France-Télécom, j’écoute

Il était une fois un agent de France-Télécom en fin de carrière. Un « commercial-chokeur », à qui on a mis un téléphone entre les mains pour que, du matin au soir, il appelle les gens et qu’il leur vende des produits France-Télécom, sans qu’il ait eu une formation digne de ce nom. Il se lève tous les matins, va travailler, essaie de faire péniblement ses quotas, et rentre chez lui, sans vraiment comprendre ce qui lui arrive.

 

Notre agent n’a pas toujours été « chokeur », il avait une qualification, oui Monsieur !… Il était technicien chez France Télécom. Tous ses diplômes, tout son savoir-faire s’exprimaient dans les grosses machines qui font que la magie du téléphone prenne vie. Mais les choses ont bien changé…

France-Télécom n’a plus aucun technicien pour faire les branchements de ligne, elle passe par des sous-traitants. Il paraît que ça coûte moins cher… C’est pour cela qu’appeler le 1014 ça ne sert plus à grand chose, car au mieux France-Télécom transmet la réclamation au bon sous-traitant, au pire elle vous dit que « le technicien va passer ». Mais, au-delà des désagréments réels des usagers de ne plus avoir de réels interlocuteurs, cette décision a eu des conséquences sociales désastreuses. Les techniciens les plus vieux ont eu des ponts d’or pour débarrasser le plancher et partir à la retraite. Pour les autres, ça a été direction reclassement à un quelconque service sans passer par la case formation. Et voilà comment on évolue de « pro du branchement », à « commercial-chokeur » après 20 ans de bons et loyaux services. Notre agent a le cœur lourd, car il s’inquiète… Pas pour ses quotas de vente, il a lâché l’affaire depuis longtemps, de toutes façons il n’y comprend de rien à rien à ce nouveau boulot…

Il sait que France-Télécom est en train de se privatiser, mais 80% de son personnel a encore un statut de fonctionnaire. Il faudra bien en faire quelque chose. Et ces fonctionnaires ont jusqu’en 2010 pour trouver une solution de reclassement dans un autre service public, s’ils veulent garder leur statut. Sinon gare !… En 2010, tous ceux qui n’auront rien trouvé seront mangés à une sauce encore inconnue, qui fait très peur à notre agent… Comment faire ? Ici ce n’est pas la Métropole, les places sont limitées et les autres services publics sont chiches en places. Ils ont eux-mêmes leurs propres agents qui ont demandé des mutations depuis des années, et ceux-là sont prioritaires. Notre agent se demande ce qu’il va advenir de lui… Lui qui ne connaît que les machines qui font vivre les téléphones, il ne va pas réapprendre un métier à son âge, apprendre à être policier, gardien de prison, ou je ne sais quoi d’autre encore…

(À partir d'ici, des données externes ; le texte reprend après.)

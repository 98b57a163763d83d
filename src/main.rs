use anyhow::{Context, Result};
use clap::{Parser, Subcommand};
use std::path::PathBuf;
use tracing_subscriber::EnvFilter;

mod cmd;

#[derive(Parser)]
#[command(name = "questforge")]
#[command(version, about = "Quest orchestrator - drive engineering quests through agent phases")]
pub struct Cli {
    #[arg(short, long, global = true)]
    pub verbose: bool,

    #[arg(long, global = true)]
    pub project_dir: Option<PathBuf>,

    #[command(subcommand)]
    pub command: Commands,
}

#[derive(Subcommand)]
pub enum Commands {
    /// Write a default questforge.toml into the project
    Init,
    /// Create a new quest
    New {
        title: String,
        /// What the quest should accomplish; defaults to the title
        #[arg(short, long)]
        description: Option<String>,
    },
    /// Run a quest to completion (defaults to the oldest active quest)
    Run {
        folder: Option<String>,
    },
    /// List active quests
    List,
    /// Abandon a quest
    Abandon {
        folder: String,
        #[arg(short, long, default_value = "abandoned by operator")]
        reason: String,
        /// Skip the confirmation prompt
        #[arg(long)]
        force: bool,
    },
}

fn init_tracing(verbose: bool) {
    let default = if verbose {
        "questforge=debug"
    } else {
        "questforge=info"
    };
    let filter = EnvFilter::try_from_default_env().unwrap_or_else(|_| EnvFilter::new(default));
    tracing_subscriber::fmt()
        .with_env_filter(filter)
        .with_target(false)
        .init();
}

#[tokio::main]
async fn main() -> Result<()> {
    let cli = Cli::parse();
    init_tracing(cli.verbose);

    let project_dir = match cli.project_dir.clone() {
        Some(dir) => dir,
        None => std::env::current_dir().context("Failed to get current directory")?,
    };
    let config = questforge::config::Config::load(project_dir, cli.verbose)?;

    match &cli.command {
        Commands::Init => cmd::cmd_init(&config)?,
        Commands::New { title, description } => {
            cmd::cmd_new(&config, title, description.as_deref().unwrap_or(title))?;
        }
        Commands::Run { folder } => cmd::cmd_run(&config, folder.clone()).await?,
        Commands::List => cmd::cmd_list(&config)?,
        Commands::Abandon {
            folder,
            reason,
            force,
        } => cmd::cmd_abandon(&config, folder, reason, *force)?,
    }
    Ok(())
}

Au-delà de ses interrogations sur son avenir professionnel, notre agent a peur pour sa santé… Il se sent fatigué, très fatigué. Il faut dire que le climat social s’est carrément dégradé…On peut même parler de misère sociale. Il a le sentiment que la direction fait tout pour dégoûter les agents. Peut-être cherche-t-elle à ce qu’ils partent, comme ça le problème du reclassement sera réglé ?… Il en a assez des contrariétés, des humiliations, des vexations… Il est au bord du bord du précipice, mais il s’accroche. D’autres n’ont pas cette chance… A France-Telecom Antilles-Guyane, il y a environ 40% des agents qui sont en maladie pour des raisons liées aux conditions de travail. C’est énorme… Il y a même eu un suicide en Guadeloupe l’année dernière. Vous imaginez !… La situation est tellement préoccupante que la Médecine du Travail a tapé sur les doigts de la direction pour ses méthodes vaseuses de management.

Notre agent attend de voir… Et comme chaque jour, il se lève, va travailler, il appelle inlassablement les usagers qui lui expriment leur mécontentement et essaie de faire péniblement ses quotas, puis il rentre chez lui, en se demandant combien de temps il va tenir.